Johnson, Jessica. 2018. Biblical Porn: Affect, Labor, and Pastor Mark Driscoll’s Evangelical Empire. Durham, NC: Duke University Press.

A new book on Mars Hill written by an intersectional feminist anthropologist. From the publisher: “Between 1996 and 2014, Mark Driscoll’s Mars Hill Church multiplied from its base in Seattle into fifteen facilities spread across five states with 13,000 attendees. When it closed, the church was beset by scandal, with former attendees testifying to spiritual abuse, emotional manipulation, and financial exploitation. In Biblical Porn Jessica Johnson examines how Mars Hill’s congregants became entangled in processes of religious conviction. Johnson shows how they were affectively recruited into sexualized and militarized dynamics of power through the mobilization of what she calls ‘biblical porn’—the affective labor of communicating, promoting, and embodying Driscoll’s teaching on biblical masculinity, femininity, and sexuality, which simultaneously worked as a marketing strategy, social imaginary, and biopolitical instrument. Johnson theorizes religious conviction as a social process through which Mars Hill’s congregants circulated and amplified feelings of hope, joy, shame, and paranoia as affective value that the church capitalized on to grow at all costs.”

Laats, Adam. 2018. Fundamentalist U: Keeping the Faith in American Higher Education. New York: Oxford University Press.

From the publisher: “Colleges, universities, and seminaries do more than just transfer knowledge to students. They sell themselves as ‘experiences’ that transform young people in unique ways. The conservative evangelical Protestant network of higher education has been no different. In the twentieth century, when higher education sometimes seemed to focus on sports, science, and social excess, conservative evangelical schools offered a compelling alternative. On their campuses, evangelicals debated what it meant to be a creationist, a Christian, a proper American, all within the bounds of Biblical revelation. Instead of encouraging greater personal freedom and deeper pluralist values, conservative evangelical schools thrived by imposing stricter rules on their students and faculty. In Fundamentalist U, Adam Laats shows that these colleges have always been more than just schools; they have been vital intellectual citadels in America’s culture wars.”

Lukianoff, Greg, and Jonathan Haidt. 2018. The Coddling of the American Mind: How Good Intentions and Bad Ideas are Setting Up a Generation for Failure. New York: Penguin Press.
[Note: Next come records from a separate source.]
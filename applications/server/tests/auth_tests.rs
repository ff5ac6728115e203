/// Account flow integration tests
/// Sign-up, email verification, login, password reset, and route protection
mod common;

use axum::http::StatusCode;
use chrono::Utc;
use common::{TestApp, TEST_PASSWORD, TEST_SECRET};
use jsonwebtoken::{encode, EncodingKey, Header};
use serde_json::json;
use tunehub_core::types::Role;
use tunehub_server::services::auth::Claims;

fn sign_up_body(email: &str) -> serde_json::Value {
    json!({
        "name": "Grace Hopper",
        "age": 40,
        "gender": "female",
        "email": email,
        "password": TEST_PASSWORD,
    })
}

fn login_body(email: &str, password: &str) -> serde_json::Value {
    json!({ "email": email, "password": password })
}

#[tokio::test]
async fn test_signup_verify_login_flow() {
    let app = TestApp::new().await;

    let response = app
        .post("/api/v1/users/signup", None, sign_up_body("grace@example.com"))
        .await;
    assert_eq!(response.status, StatusCode::OK);
    assert_eq!(response.json()["status"], "success");

    let sent = app.mailer.sent();
    assert_eq!(sent.len(), 1);
    assert_eq!(sent[0].to, "grace@example.com");
    assert!(sent[0].body.contains("/api/v1/users/verify-email/"));

    // Unverified accounts cannot log in yet
    let response = app
        .post(
            "/api/v1/users/login",
            None,
            login_body("grace@example.com", TEST_PASSWORD),
        )
        .await;
    assert_eq!(response.status, StatusCode::UNAUTHORIZED);

    let token = app.mailer.last_token();
    let response = app
        .post(
            &format!("/api/v1/users/verify-email/{token}"),
            None,
            json!({ "email": "grace@example.com" }),
        )
        .await;
    assert_eq!(response.status, StatusCode::OK);
    let body = response.json();
    assert!(body["token"].is_string());
    assert_eq!(body["data"]["user"]["is_verified"], true);

    let response = app
        .post(
            "/api/v1/users/login",
            None,
            login_body("GRACE@example.com", TEST_PASSWORD),
        )
        .await;
    assert_eq!(response.status, StatusCode::OK);
    let session = response.json()["token"].as_str().unwrap().to_string();

    let response = app.get("/api/v1/users/me", Some(&session)).await;
    assert_eq!(response.status, StatusCode::OK);
    let body = response.json();
    assert_eq!(body["data"]["user"]["email"], "grace@example.com");
    assert_eq!(body["data"]["user"]["role"], "user");
    assert!(body["data"]["user"].get("password_hash").is_none());
}

#[tokio::test]
async fn test_verification_token_is_bound_to_email() {
    let app = TestApp::new().await;
    app.post("/api/v1/users/signup", None, sign_up_body("a@example.com"))
        .await;
    let token = app.mailer.last_token();

    let response = app
        .post(
            &format!("/api/v1/users/verify-email/{token}"),
            None,
            json!({ "email": "someone-else@example.com" }),
        )
        .await;
    assert_eq!(response.status, StatusCode::BAD_REQUEST);
    assert_eq!(response.json()["message"], "Invalid user or verification token.");

    // Token is single use
    let uri = format!("/api/v1/users/verify-email/{token}");
    let first = app.post(&uri, None, json!({ "email": "a@example.com" })).await;
    let second = app.post(&uri, None, json!({ "email": "a@example.com" })).await;
    assert_eq!(first.status, StatusCode::OK);
    assert_eq!(second.status, StatusCode::BAD_REQUEST);
}

#[tokio::test]
async fn test_signup_validation_and_duplicates() {
    let app = TestApp::new().await;

    let mut body = sign_up_body("young@example.com");
    body["age"] = json!(8);
    let response = app.post("/api/v1/users/signup", None, body).await;
    assert_eq!(response.status, StatusCode::BAD_REQUEST);
    assert_eq!(response.json()["status"], "fail");

    let response = app
        .post("/api/v1/users/signup", None, sign_up_body("not-an-email"))
        .await;
    assert_eq!(response.status, StatusCode::BAD_REQUEST);

    app.post("/api/v1/users/signup", None, sign_up_body("dup@example.com"))
        .await;
    let response = app
        .post("/api/v1/users/signup", None, sign_up_body("Dup@Example.com"))
        .await;
    assert_eq!(response.status, StatusCode::CONFLICT);
}

#[tokio::test]
async fn test_failed_verification_mail_removes_account() {
    let app = TestApp::with_failing_mailer().await;

    let response = app
        .post("/api/v1/users/signup", None, sign_up_body("lost@example.com"))
        .await;
    assert_eq!(response.status, StatusCode::INTERNAL_SERVER_ERROR);
    assert_eq!(response.json()["status"], "error");

    let stored = tunehub_storage::users::get_credentials_by_email(app.pool(), "lost@example.com")
        .await
        .unwrap();
    assert!(stored.is_none());
}

#[tokio::test]
async fn test_login_rejects_bad_credentials() {
    let app = TestApp::new().await;
    app.user("known@example.com", Role::User).await;

    let wrong_password = app
        .post(
            "/api/v1/users/login",
            None,
            login_body("known@example.com", "wrong-password"),
        )
        .await;
    let unknown_user = app
        .post(
            "/api/v1/users/login",
            None,
            login_body("unknown@example.com", TEST_PASSWORD),
        )
        .await;

    assert_eq!(wrong_password.status, StatusCode::UNAUTHORIZED);
    assert_eq!(unknown_user.status, StatusCode::UNAUTHORIZED);
    assert_eq!(wrong_password.json(), unknown_user.json());

    let missing_field = app
        .post("/api/v1/users/login", None, json!({ "email": "known@example.com" }))
        .await;
    assert_eq!(missing_field.status, StatusCode::BAD_REQUEST);
}

#[tokio::test]
async fn test_forgot_password_does_not_reveal_accounts() {
    let app = TestApp::new().await;
    app.user("member@example.com", Role::User).await;

    let known = app
        .post(
            "/api/v1/users/forgot-password",
            None,
            json!({ "email": "member@example.com" }),
        )
        .await;
    let unknown = app
        .post(
            "/api/v1/users/forgot-password",
            None,
            json!({ "email": "stranger@example.com" }),
        )
        .await;

    assert_eq!(known.status, StatusCode::OK);
    assert_eq!(known.status, unknown.status);
    assert_eq!(known.json(), unknown.json());
    assert_eq!(app.mailer.sent().len(), 1);
}

#[tokio::test]
async fn test_password_reset_invalidates_older_sessions() {
    let app = TestApp::new().await;
    let (user, _) = app.user("reset@example.com", Role::User).await;

    // Session issued well before the reset
    let now = Utc::now().timestamp();
    let stale = encode(
        &Header::default(),
        &Claims {
            sub: user.id.to_string(),
            iat: now - 60,
            exp: now + 3600,
        },
        &EncodingKey::from_secret(TEST_SECRET.as_bytes()),
    )
    .unwrap();
    assert_eq!(app.get("/api/v1/users/me", Some(&stale)).await.status, StatusCode::OK);

    app.post(
        "/api/v1/users/forgot-password",
        None,
        json!({ "email": "reset@example.com" }),
    )
    .await;
    let token = app.mailer.last_token();

    let response = app
        .post(
            &format!("/api/v1/users/reset-password/{token}"),
            None,
            json!({ "password": "a-brand-new-password" }),
        )
        .await;
    assert_eq!(response.status, StatusCode::OK);
    let fresh = response.json()["token"].as_str().unwrap().to_string();

    let response = app.get("/api/v1/users/me", Some(&stale)).await;
    assert_eq!(response.status, StatusCode::UNAUTHORIZED);
    assert_eq!(
        response.json()["message"],
        "User recently changed password! Please log in again."
    );

    assert_eq!(app.get("/api/v1/users/me", Some(&fresh)).await.status, StatusCode::OK);

    let response = app
        .post(
            "/api/v1/users/login",
            None,
            login_body("reset@example.com", "a-brand-new-password"),
        )
        .await;
    assert_eq!(response.status, StatusCode::OK);

    // The reset token is consumed
    let response = app
        .post(
            &format!("/api/v1/users/reset-password/{token}"),
            None,
            json!({ "password": "yet-another-password" }),
        )
        .await;
    assert_eq!(response.status, StatusCode::BAD_REQUEST);
}

#[tokio::test]
async fn test_protected_routes_require_a_live_session() {
    let app = TestApp::new().await;

    let response = app.get("/api/v1/songs", None).await;
    assert_eq!(response.status, StatusCode::UNAUTHORIZED);
    assert_eq!(response.json()["status"], "fail");

    let response = app.get("/api/v1/songs", Some("not-a-jwt")).await;
    assert_eq!(response.status, StatusCode::UNAUTHORIZED);

    let (user, token) = app.user("gone@example.com", Role::User).await;
    assert_eq!(app.get("/api/v1/songs", Some(&token)).await.status, StatusCode::OK);

    tunehub_storage::users::delete(app.pool(), &user.id).await.unwrap();
    let response = app.get("/api/v1/songs", Some(&token)).await;
    assert_eq!(response.status, StatusCode::UNAUTHORIZED);
}

#[tokio::test]
async fn test_health_and_unknown_routes() {
    let app = TestApp::new().await;

    let response = app.get("/api/v1/health", None).await;
    assert_eq!(response.status, StatusCode::OK);
    assert_eq!(response.json()["status"], "ok");

    let response = app.get("/api/v1/no-such-thing", None).await;
    assert_eq!(response.status, StatusCode::NOT_FOUND);
    assert_eq!(
        response.json(),
        json!({ "status": "fail", "message": "This route is not defined!" })
    );
}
From the publisher: “Something has been going wrong on many college campuses in the last few years. Speakers are shouted down. Students and professors say they are walking on eggshells and are afraid to speak honestly. Rates of anxiety, depression, and suicide are rising—on campus as well as nationally. How did this happen? First Amendment expert Greg Lukianoff and social psychologist Jonathan Haidt show how the new problems on campus have their origins in three terrible ideas that have become increasingly woven into American childhood and education: What doesn’t kill you makes you weaker; always trust your feelings; and life is a battle between good people and evil people. These three Great Untruths contradict basic psychological principles about well-being and ancient wisdom from many cultures. Embracing these untruths—and the resulting culture of safetyism—interferes with young people’s social, emotional, and intellectual development.” (Read Our Review)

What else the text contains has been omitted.